:: Exercise inputs ::

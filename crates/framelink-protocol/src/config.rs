//! Frame-format and engine configuration.

use crate::checksum::ChecksumKind;
use framelink_core::constants::*;
use framelink_core::{Error, FieldWidth, Result};

/// Frame format and engine capacities for one link.
///
/// Both peers of a link must be built with identical frame-format
/// settings (field widths, checksum, SOF); the capacities are local to
/// each engine. The defaults mirror the classic serial-link profile:
/// 1-byte id and type, 2-byte length, CRC-16, SOF `0x01`.
///
/// # Example
/// ```
/// use framelink_core::FieldWidth;
/// use framelink_protocol::{ChecksumKind, FrameConfig};
///
/// let config = FrameConfig::default()
///     .with_id_width(FieldWidth::Two)
///     .with_checksum(ChecksumKind::Crc32)
///     .without_sof();
/// assert!(config.validate().is_ok());
/// ```
#[derive(Debug, Clone)]
pub struct FrameConfig {
    /// Wire width of the frame id field.
    pub id_width: FieldWidth,

    /// Wire width of the payload length field.
    pub len_width: FieldWidth,

    /// Wire width of the frame type field.
    pub type_width: FieldWidth,

    /// Checksum algorithm for both the header and payload regions.
    pub checksum: ChecksumKind,

    /// Start-of-frame marker, or `None` to frame without one.
    pub sof: Option<u8>,

    /// Receive payload capacity; longer frames are consumed but dropped.
    pub rx_capacity: usize,

    /// Compose buffer capacity; larger payloads flush in multiple sink calls.
    pub tx_capacity: usize,

    /// Slots in the id listener table.
    pub id_listener_slots: usize,

    /// Slots in the type listener table.
    pub type_listener_slots: usize,

    /// Slots in the generic listener table.
    pub generic_listener_slots: usize,

    /// Ticks before a partially received frame is abandoned (0 = never).
    pub parser_timeout_ticks: u32,
}

impl Default for FrameConfig {
    fn default() -> Self {
        FrameConfig {
            id_width: FieldWidth::One,
            len_width: FieldWidth::Two,
            type_width: FieldWidth::One,
            checksum: ChecksumKind::Crc16,
            sof: Some(DEFAULT_SOF_BYTE),
            rx_capacity: DEFAULT_RX_CAPACITY,
            tx_capacity: DEFAULT_TX_CAPACITY,
            id_listener_slots: DEFAULT_ID_LISTENER_SLOTS,
            type_listener_slots: DEFAULT_TYPE_LISTENER_SLOTS,
            generic_listener_slots: DEFAULT_GENERIC_LISTENER_SLOTS,
            parser_timeout_ticks: DEFAULT_PARSER_TIMEOUT_TICKS,
        }
    }
}

impl FrameConfig {
    /// Configuration with the default serial-link profile.
    #[must_use]
    pub fn new() -> Self {
        Self::default()
    }

    /// Set the id field width.
    #[must_use]
    pub fn with_id_width(mut self, width: FieldWidth) -> Self {
        self.id_width = width;
        self
    }

    /// Set the length field width.
    #[must_use]
    pub fn with_len_width(mut self, width: FieldWidth) -> Self {
        self.len_width = width;
        self
    }

    /// Set the type field width.
    #[must_use]
    pub fn with_type_width(mut self, width: FieldWidth) -> Self {
        self.type_width = width;
        self
    }

    /// Select the checksum algorithm.
    #[must_use]
    pub fn with_checksum(mut self, checksum: ChecksumKind) -> Self {
        self.checksum = checksum;
        self
    }

    /// Frame with the given start-of-frame marker.
    #[must_use]
    pub fn with_sof(mut self, sof: u8) -> Self {
        self.sof = Some(sof);
        self
    }

    /// Frame without a start-of-frame marker.
    #[must_use]
    pub fn without_sof(mut self) -> Self {
        self.sof = None;
        self
    }

    /// Set the receive payload capacity.
    #[must_use]
    pub fn with_rx_capacity(mut self, capacity: usize) -> Self {
        self.rx_capacity = capacity;
        self
    }

    /// Set the compose buffer capacity.
    #[must_use]
    pub fn with_tx_capacity(mut self, capacity: usize) -> Self {
        self.tx_capacity = capacity;
        self
    }

    /// Set the listener table capacities.
    #[must_use]
    pub fn with_listener_slots(mut self, id: usize, frame_type: usize, generic: usize) -> Self {
        self.id_listener_slots = id;
        self.type_listener_slots = frame_type;
        self.generic_listener_slots = generic;
        self
    }

    /// Set the parser watchdog, in ticks (0 disables it).
    #[must_use]
    pub fn with_parser_timeout(mut self, ticks: u32) -> Self {
        self.parser_timeout_ticks = ticks;
        self
    }

    /// Bytes of a frame header on the wire: SOF, id, length, type and the
    /// header checksum.
    #[must_use]
    pub fn header_len(&self) -> usize {
        usize::from(self.sof.is_some())
            + self.id_width.as_usize()
            + self.len_width.as_usize()
            + self.type_width.as_usize()
            + self.checksum.width()
    }

    /// Wire overhead of a frame beyond its payload.
    #[must_use]
    pub fn frame_overhead(&self) -> usize {
        self.header_len() + self.checksum.width()
    }

    /// Check the configuration for internal consistency.
    ///
    /// # Errors
    /// Returns `Error::InvalidConfig` when a buffer capacity cannot hold
    /// what the engine must write or read through it.
    pub fn validate(&self) -> Result<()> {
        if self.rx_capacity == 0 {
            return Err(Error::InvalidConfig(
                "receive capacity must be non-zero".to_string(),
            ));
        }
        if self.tx_capacity < self.header_len() {
            return Err(Error::InvalidConfig(format!(
                "compose buffer of {} bytes cannot hold a {}-byte frame header",
                self.tx_capacity,
                self.header_len()
            )));
        }
        Ok(())
    }
}

#[cfg(test)]
mod tests {
    use super::*;

    #[test]
    fn test_default_profile() {
        let config = FrameConfig::default();
        assert_eq!(config.id_width, FieldWidth::One);
        assert_eq!(config.len_width, FieldWidth::Two);
        assert_eq!(config.type_width, FieldWidth::One);
        assert_eq!(config.sof, Some(0x01));
        assert_eq!(config.checksum.width(), 2);
        assert!(config.validate().is_ok());
    }

    #[test]
    fn test_header_len_counts_every_field() {
        // SOF(1) + id(1) + len(2) + type(1) + crc16(2)
        assert_eq!(FrameConfig::default().header_len(), 7);

        let bare = FrameConfig::default()
            .without_sof()
            .with_checksum(ChecksumKind::None);
        assert_eq!(bare.header_len(), 4);
        assert_eq!(bare.frame_overhead(), 4);
    }

    #[test]
    fn test_validate_rejects_tiny_compose_buffer() {
        let config = FrameConfig::default().with_tx_capacity(4);
        assert!(matches!(config.validate(), Err(Error::InvalidConfig(_))));
    }

    #[test]
    fn test_validate_rejects_zero_rx_capacity() {
        let config = FrameConfig::default().with_rx_capacity(0);
        assert!(config.validate().is_err());
    }
}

:::

Work item> Copy each line above where the string "Result" occurs.

Written reply>
use framelink_core::{Error, FieldWidth, Result};
    pub fn validate(&self) -> Result<()> {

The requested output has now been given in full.